Sergei Lavrov, Menlu Pengusung Diplomasi Tembok Batu

Posted by Aulia Afzal On Senin, 06 Agustus 2012 0 komentar
Sergei Lavrov, Menlu Pengusung Diplomasi Tembok Batu

Foto : Menlu Rusia Sergei Lavrov  (EPA)
Foto : Menlu Rusia Sergei Lavrov (EPA)
MOSKOW - Menteri Luar Negeri Rusia Sergei Lavrov ternyata sudah mengucapkan begitu banyak kata "tidak" ketika berhadapan dengan Barat dalam isu krisis Suriah. Banyaknya pernyataan "tidak" yang dilontarkan Lavrov bahkan kabarnya mampu melampaui pendahulunya Andrei Gromko yang dijuluki Mr Nyet (Mr. No).

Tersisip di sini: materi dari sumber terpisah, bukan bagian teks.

/// Shared JWT module for APS Digital services
///
/// Tokens are signed with HS256 using a single opaque secret supplied at
/// process start. The module is generic over the claims type so each service
/// owns its own claim layout.
///
/// ## Security Design
///
/// - **HS256 ONLY**: validation pins the algorithm, so a token with a
///   different `alg` header is rejected
/// - **No hardcoded keys**: the secret comes from configuration
/// - **Expiry always checked**: `exp` is a required claim
///
/// ## Usage
///
/// ```rust
/// use crypto_core::jwt::JwtKeys;
/// use serde::{Deserialize, Serialize};
///
/// #[derive(Serialize, Deserialize)]
/// struct MyClaims {
///     sub: String,
///     exp: i64,
/// }
///
/// let keys = JwtKeys::from_secret(b"a-long-random-secret").unwrap();
/// let token = keys
///     .encode(&MyClaims { sub: "42".into(), exp: chrono::Utc::now().timestamp() + 60 })
///     .unwrap();
/// let data = keys.decode::<MyClaims>(&token).unwrap();
/// assert_eq!(data.claims.sub, "42");
/// ```
use anyhow::{anyhow, Result};
use jsonwebtoken::{
    decode, encode, Algorithm, DecodingKey, EncodingKey, Header, TokenData, Validation,
};
use serde::{de::DeserializeOwned, Serialize};

/// JWT algorithm used by every APS Digital service
const JWT_ALGORITHM: Algorithm = Algorithm::HS256;

/// Minimum secret length accepted for HMAC signing
const MIN_SECRET_LEN: usize = 16;

/// Signing and verification keys derived from one shared secret
#[derive(Clone)]
pub struct JwtKeys {
    encoding: EncodingKey,
    decoding: DecodingKey,
    issuer: Option<String>,
    leeway_secs: u64,
}

impl std::fmt::Debug for JwtKeys {
    fn fmt(&self, f: &mut std::fmt::Formatter<'_>) -> std::fmt::Result {
        f.debug_struct("JwtKeys")
            .field("issuer", &self.issuer)
            .field("leeway_secs", &self.leeway_secs)
            .finish_non_exhaustive()
    }
}

impl JwtKeys {
    /// Build keys from a raw HMAC secret
    ///
    /// ## Errors
    ///
    /// Returns error if the secret is shorter than 16 bytes
    pub fn from_secret(secret: &[u8]) -> Result<Self> {
        if secret.len() < MIN_SECRET_LEN {
            return Err(anyhow!(
                "JWT secret must be at least {MIN_SECRET_LEN} bytes, got {}",
                secret.len()
            ));
        }

        Ok(Self {
            encoding: EncodingKey::from_secret(secret),
            decoding: DecodingKey::from_secret(secret),
            issuer: None,
            leeway_secs: 0,
        })
    }

    /// Require (on decode) and stamp (by the caller) an `iss` claim
    pub fn with_issuer(mut self, issuer: impl Into<String>) -> Self {
        self.issuer = Some(issuer.into());
        self
    }

    /// Clock-skew tolerance applied to `exp` during validation
    pub fn with_leeway(mut self, leeway_secs: u64) -> Self {
        self.leeway_secs = leeway_secs;
        self
    }

    /// Sign claims into a compact JWT
    pub fn encode<C: Serialize>(&self, claims: &C) -> Result<String> {
        encode(&Header::new(JWT_ALGORITHM), claims, &self.encoding)
            .map_err(|e| anyhow!("Failed to generate token: {e}"))
    }

    /// Validate and decode a JWT
    ///
    /// ## Security Guarantees
    ///
    /// - Verifies the HS256 signature
    /// - Checks token expiration
    /// - Checks the issuer when one is configured
    ///
    /// ## Errors
    ///
    /// Returns error if the signature is invalid, the token is expired, or
    /// the token is malformed
    pub fn decode<C: DeserializeOwned>(&self, token: &str) -> Result<TokenData<C>> {
        let mut validation = Validation::new(JWT_ALGORITHM);
        validation.validate_exp = true;
        validation.leeway = self.leeway_secs;
        if let Some(issuer) = &self.issuer {
            validation.set_issuer(&[issuer]);
        }

        decode::<C>(token, &self.decoding, &validation)
            .map_err(|e| anyhow!("Token validation failed: {e}"))
    }
}

// ============================================================================
// Tests
// ============================================================================

#[cfg(test)]
mod tests {
    use super::*;
    use chrono::Utc;
    use serde::Deserialize;

    const TEST_SECRET: &[u8] = b"test-secret-key-for-unit-tests-only";

    #[derive(Debug, Serialize, Deserialize)]
    struct TestClaims {
        sub: String,
        iss: String,
        exp: i64,
    }

    fn claims(exp_offset: i64) -> TestClaims {
        TestClaims {
            sub: "user-1".to_string(),
            iss: "tests".to_string(),
            exp: Utc::now().timestamp() + exp_offset,
        }
    }

    #[test]
    fn test_short_secret_rejected() {
        assert!(JwtKeys::from_secret(b"short").is_err());
    }

    #[test]
    fn test_encode_and_decode() {
        let keys = JwtKeys::from_secret(TEST_SECRET).unwrap().with_issuer("tests");
        let token = keys.encode(&claims(60)).expect("Failed to generate token");
        assert_eq!(token.matches('.').count(), 2); // JWT has 3 parts

        let data = keys.decode::<TestClaims>(&token).expect("token should validate");
        assert_eq!(data.claims.sub, "user-1");
    }

    #[test]
    fn test_expired_token_rejected() {
        let keys = JwtKeys::from_secret(TEST_SECRET).unwrap();
        let token = keys.encode(&claims(-10)).unwrap();
        assert!(keys.decode::<TestClaims>(&token).is_err());
    }

    #[test]
    fn test_wrong_secret_rejected() {
        let keys = JwtKeys::from_secret(TEST_SECRET).unwrap();
        let other = JwtKeys::from_secret(b"another-secret-of-enough-length").unwrap();
        let token = keys.encode(&claims(60)).unwrap();
        assert!(other.decode::<TestClaims>(&token).is_err());
    }

    #[test]
    fn test_issuer_mismatch_rejected() {
        let keys = JwtKeys::from_secret(TEST_SECRET).unwrap().with_issuer("someone-else");
        let token = keys.encode(&claims(60)).unwrap();
        assert!(keys.decode::<TestClaims>(&token).is_err());
    }

    #[test]
    fn test_validate_invalid_token() {
        let keys = JwtKeys::from_secret(TEST_SECRET).unwrap();
        let result = keys.decode::<TestClaims>("invalid.token.here");
        assert!(result.is_err());
        assert!(result
            .unwrap_err()
            .to_string()
            .contains("Token validation failed"));
    }
}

Meski mendapat kecaman dari sejumlah negara, sikap keras Lavrov justru dipuji Kremlin, karena sejauh ini, Lavrov dinilai berhasil mempertahankan posisi Rusia atas krisis Suriah. Bahkan setelah Presiden Vladimir Putin kembali ke Kremlin, sosok Lavrov dipandang adalah orang yang tepat yang muncul pada waktu yang tepat.

Dengan selalu mengulang kebijakannya mantan Duta Besar Rusia untuk PBB, Lavrov diklaim menciptakan seni diplomasi tembok batu dan "tidak mau tahu." Diplomasi itu dilakukan Lavrov ketika Rusia mendapat serangan verbal dari negara lain dalam kasus Suriah.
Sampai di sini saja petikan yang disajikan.